# [ACTIVITY]
Take every line from the data that has the word "result" in it.

# [DATA PROVIDED]
....................

//! End-to-end tests: a real server on a random port, driven by WebSocket
//! clients speaking the JSON protocol.

use std::time::Duration;

use futures_util::{SinkExt, StreamExt};
use rookery::prelude::*;
use serde_json::{Value, json};
use tokio::io::AsyncReadExt;
use tokio_tungstenite::tungstenite::Message;

// =========================================================================
// Helpers
// =========================================================================

type ClientWs = tokio_tungstenite::WebSocketStream<
    tokio_tungstenite::MaybeTlsStream<tokio::net::TcpStream>,
>;

/// Starts a server on a random port and returns the address.
async fn start_server() -> String {
    let server = RookeryServerBuilder::new()
        .bind("127.0.0.1:0")
        .build::<StandardChess>()
        .await
        .expect("server should build");

    let addr = server
        .local_addr()
        .expect("should have local addr")
        .to_string();

    tokio::spawn(async move {
        let _ = server.run().await;
    });

    // Give the accept loop a moment to start.
    tokio::time::sleep(Duration::from_millis(10)).await;
    addr
}

async fn connect(addr: &str) -> ClientWs {
    let (ws, _) = tokio_tungstenite::connect_async(format!("ws://{addr}"))
        .await
        .expect("should connect");
    ws
}

async fn send(ws: &mut ClientWs, value: Value) {
    ws.send(Message::text(value.to_string()))
        .await
        .expect("send");
}

/// Receives the next JSON event, failing the test after two seconds.
async fn recv(ws: &mut ClientWs) -> Value {
    loop {
        let msg = tokio::time::timeout(Duration::from_secs(2), ws.next())
            .await
            .expect("timed out waiting for an event")
            .expect("stream ended")
            .expect("websocket error");
        match msg {
            Message::Text(text) => return serde_json::from_str(text.as_str()).expect("json"),
            Message::Binary(data) => return serde_json::from_slice(&data).expect("json"),
            _ => continue,
        }
    }
}

/// Asserts nothing arrives for a short while.
async fn assert_silent(ws: &mut ClientWs) {
    let result = tokio::time::timeout(Duration::from_millis(100), ws.next()).await;
    assert!(result.is_err(), "expected no event, got {result:?}");
}

/// Opens a room as "A" and returns its code.
async fn create_room(ws: &mut ClientWs) -> String {
    send(ws, json!({"type": "create_room", "displayName": "A"})).await;
    let created = recv(ws).await;
    assert_eq!(created["type"], "room_created");
    created["code"].as_str().expect("code").to_string()
}

/// Connects A and B and seats them in a fresh room.
async fn start_game(addr: &str) -> (ClientWs, ClientWs, String) {
    let mut a = connect(addr).await;
    let mut b = connect(addr).await;
    let code = create_room(&mut a).await;
    send(&mut b, json!({"type": "join_room", "code": code, "displayName": "B"})).await;
    assert_eq!(recv(&mut b).await["type"], "room_joined");
    assert_eq!(recv(&mut a).await["type"], "opponent_joined");
    (a, b, code)
}

// =========================================================================
// Tests
// =========================================================================

#[tokio::test]
async fn test_create_room_returns_four_digit_code_as_white() {
    let addr = start_server().await;
    let mut a = connect(&addr).await;

    send(&mut a, json!({"type": "create_room", "displayName": "A"})).await;
    let created = recv(&mut a).await;

    assert_eq!(created["type"], "room_created");
    assert_eq!(created["color"], "white");
    let code = created["code"].as_str().unwrap();
    assert_eq!(code.len(), 4);
    assert!(code.bytes().all(|b| b.is_ascii_digit()));
}

#[tokio::test]
async fn test_join_room_seats_black_and_notifies_host() {
    let addr = start_server().await;
    let mut a = connect(&addr).await;
    let mut b = connect(&addr).await;
    let code = create_room(&mut a).await;

    send(&mut b, json!({"type": "join_room", "code": code, "displayName": "B"})).await;

    assert_eq!(
        recv(&mut b).await,
        json!({"type": "room_joined", "code": code, "color": "black", "opponentName": "A"})
    );
    assert_eq!(
        recv(&mut a).await,
        json!({"type": "opponent_joined", "opponentName": "B"})
    );
}

#[tokio::test]
async fn test_move_is_broadcast_identically() {
    let addr = start_server().await;
    let (mut a, mut b, _) = start_game(&addr).await;

    send(&mut a, json!({"type": "make_move", "from": "e2", "to": "e4"})).await;

    let expected = json!({
        "type": "move_applied",
        "from": "e2",
        "to": "e4",
        "promotion": "q",
        "moverName": "A",
        "moverColor": "white"
    });
    assert_eq!(recv(&mut a).await, expected);
    assert_eq!(recv(&mut b).await, expected);
}

#[tokio::test]
async fn test_out_of_turn_move_is_rejected_for_caller_only() {
    let addr = start_server().await;
    let (mut a, mut b, _) = start_game(&addr).await;

    send(&mut b, json!({"type": "make_move", "from": "e7", "to": "e5"})).await;

    assert_eq!(
        recv(&mut b).await,
        json!({"type": "rejected", "reason": "not_your_turn"})
    );
    assert_silent(&mut a).await;
}

#[tokio::test]
async fn test_stale_client_move_rejected_then_accepted_on_its_turn() {
    let addr = start_server().await;
    let (mut a, mut b, _) = start_game(&addr).await;

    send(&mut b, json!({"type": "make_move", "from": "e7", "to": "e5"})).await;
    assert_eq!(recv(&mut b).await["reason"], "not_your_turn");

    send(&mut a, json!({"type": "make_move", "from": "e2", "to": "e4"})).await;
    assert_eq!(recv(&mut a).await["type"], "move_applied");
    assert_eq!(recv(&mut b).await["type"], "move_applied");

    send(&mut b, json!({"type": "make_move", "from": "e7", "to": "e5"})).await;
    for ws in [&mut a, &mut b] {
        let applied = recv(ws).await;
        assert_eq!(applied["type"], "move_applied");
        assert_eq!(applied["moverColor"], "black");
        assert_eq!(applied["moverName"], "B");
    }
}

#[tokio::test]
async fn test_declined_draw_keeps_game_playable() {
    let addr = start_server().await;
    let (mut a, mut b, _) = start_game(&addr).await;

    send(&mut a, json!({"type": "offer_draw"})).await;
    assert_eq!(recv(&mut b).await, json!({"type": "draw_offered"}));
    send(&mut b, json!({"type": "respond_draw", "accept": false})).await;
    assert_eq!(
        recv(&mut a).await,
        json!({"type": "draw_response", "accepted": false})
    );

    send(&mut a, json!({"type": "make_move", "from": "d2", "to": "d4"})).await;
    assert_eq!(recv(&mut a).await["type"], "move_applied");
    assert_eq!(recv(&mut b).await["type"], "move_applied");
}

#[tokio::test]
async fn test_third_player_is_rejected_room_full() {
    let addr = start_server().await;
    let (_a, _b, code) = start_game(&addr).await;
    let mut c = connect(&addr).await;

    send(&mut c, json!({"type": "join_room", "code": code, "displayName": "C"})).await;

    assert_eq!(
        recv(&mut c).await,
        json!({"type": "rejected", "reason": "room_full"})
    );
}

#[tokio::test]
async fn test_join_unknown_code_is_rejected_room_not_found() {
    let addr = start_server().await;
    let mut c = connect(&addr).await;

    send(&mut c, json!({"type": "join_room", "code": "0001", "displayName": "C"})).await;

    assert_eq!(
        recv(&mut c).await,
        json!({"type": "rejected", "reason": "room_not_found"})
    );
}

#[tokio::test]
async fn test_malformed_frame_is_rejected_and_connection_survives() {
    let addr = start_server().await;
    let mut a = connect(&addr).await;

    send(&mut a, json!({"type": "teleport"})).await;
    assert_eq!(
        recv(&mut a).await,
        json!({"type": "rejected", "reason": "rejected_generic"})
    );

    a.send(Message::text("not json")).await.expect("send");
    assert_eq!(
        recv(&mut a).await,
        json!({"type": "rejected", "reason": "rejected_generic"})
    );

    create_room(&mut a).await;
}

#[tokio::test]
async fn test_draw_offer_accept_ends_game() {
    let addr = start_server().await;
    let (mut a, mut b, _) = start_game(&addr).await;

    send(&mut a, json!({"type": "offer_draw"})).await;
    assert_eq!(recv(&mut b).await, json!({"type": "draw_offered"}));

    send(&mut b, json!({"type": "respond_draw", "accept": true})).await;

    let ended = json!({"type": "game_ended", "result": "1/2-1/2", "reason": "draw_agreement"});
    assert_eq!(
        recv(&mut a).await,
        json!({"type": "draw_response", "accepted": true})
    );
    assert_eq!(recv(&mut a).await, ended);
    assert_eq!(recv(&mut b).await, ended);
}

#[tokio::test]
async fn test_resign_notifies_opponent() {
    let addr = start_server().await;
    let (mut a, mut b, _) = start_game(&addr).await;

    send(&mut b, json!({"type": "resign"})).await;

    assert_eq!(recv(&mut a).await, json!({"type": "opponent_resigned"}));
    assert_eq!(
        recv(&mut a).await,
        json!({"type": "game_ended", "result": "1-0", "reason": "resignation"})
    );
}

#[tokio::test]
async fn test_disconnect_mid_game_awards_opponent() {
    let addr = start_server().await;
    let (mut a, mut b, _) = start_game(&addr).await;

    b.close(None).await.expect("close");

    assert_eq!(
        recv(&mut a).await,
        json!({"type": "opponent_disconnected", "name": "B", "color": "black"})
    );
    assert_eq!(
        recv(&mut a).await,
        json!({"type": "game_ended", "result": "1-0", "reason": "disconnection"})
    );
}

#[tokio::test]
async fn test_room_is_deleted_after_both_players_leave() {
    let addr = start_server().await;
    let (mut a, mut b, code) = start_game(&addr).await;
    let mut c = connect(&addr).await;

    a.close(None).await.expect("close");
    b.close(None).await.expect("close");

    // Teardown runs in the background; poll until the code is gone.
    let mut reason = Value::Null;
    for _ in 0..50 {
        send(&mut c, json!({"type": "join_room", "code": code, "displayName": "C"})).await;
        let reply = recv(&mut c).await;
        reason = reply["reason"].clone();
        if reason == "room_not_found" {
            break;
        }
        tokio::time::sleep(Duration::from_millis(20)).await;
    }
    assert_eq!(reason, "room_not_found");
}

#[tokio::test]
async fn test_idle_tcp_peer_does_not_block_other_players() {
    let addr = start_server().await;

    // Opens a socket but never sends the upgrade request.
    let _idle = tokio::net::TcpStream::connect(&addr)
        .await
        .expect("tcp connect");

    let mut a = tokio::time::timeout(Duration::from_secs(2), connect(&addr))
        .await
        .expect("a second peer must connect while the first is idle");
    create_room(&mut a).await;
}

#[tokio::test]
async fn test_idle_tcp_peer_is_dropped_after_handshake_timeout() {
    let server = RookeryServerBuilder::new()
        .bind("127.0.0.1:0")
        .handshake_timeout(Duration::from_millis(50))
        .build::<StandardChess>()
        .await
        .expect("server should build");
    let addr = server.local_addr().expect("local addr");
    tokio::spawn(async move {
        let _ = server.run().await;
    });

    let mut idle = tokio::net::TcpStream::connect(addr)
        .await
        .expect("tcp connect");
    let mut buf = [0u8; 16];
    let read = tokio::time::timeout(Duration::from_secs(2), idle.read(&mut buf))
        .await
        .expect("server should close the idle socket");
    assert!(matches!(read, Ok(0) | Err(_)));
}

#[tokio::test]
async fn test_run_until_returns_on_shutdown() {
    let server = RookeryServerBuilder::new()
        .bind("127.0.0.1:0")
        .build::<StandardChess>()
        .await
        .expect("server should build");
    let (stop_tx, stop_rx) = tokio::sync::oneshot::channel::<()>();

    let running = tokio::spawn(server.run_until(async move {
        let _ = stop_rx.await;
    }));
    stop_tx.send(()).expect("server should be waiting");

    let result = tokio::time::timeout(Duration::from_secs(2), running)
        .await
        .expect("server should stop")
        .expect("task should not panic");
    assert!(result.is_ok());
}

....................

# [RESPONSE TO THIS TASK]
    let result = tokio::time::timeout(Duration::from_millis(100), ws.next()).await;
    assert!(result.is_err(), "expected no event, got {result:?}");
    let ended = json!({"type": "game_ended", "result": "1/2-1/2", "reason": "draw_agreement"});
        json!({"type": "game_ended", "result": "1-0", "reason": "resignation"})
        json!({"type": "game_ended", "result": "1-0", "reason": "disconnection"})
    let result = tokio::time::timeout(Duration::from_secs(2), running)
    assert!(result.is_ok());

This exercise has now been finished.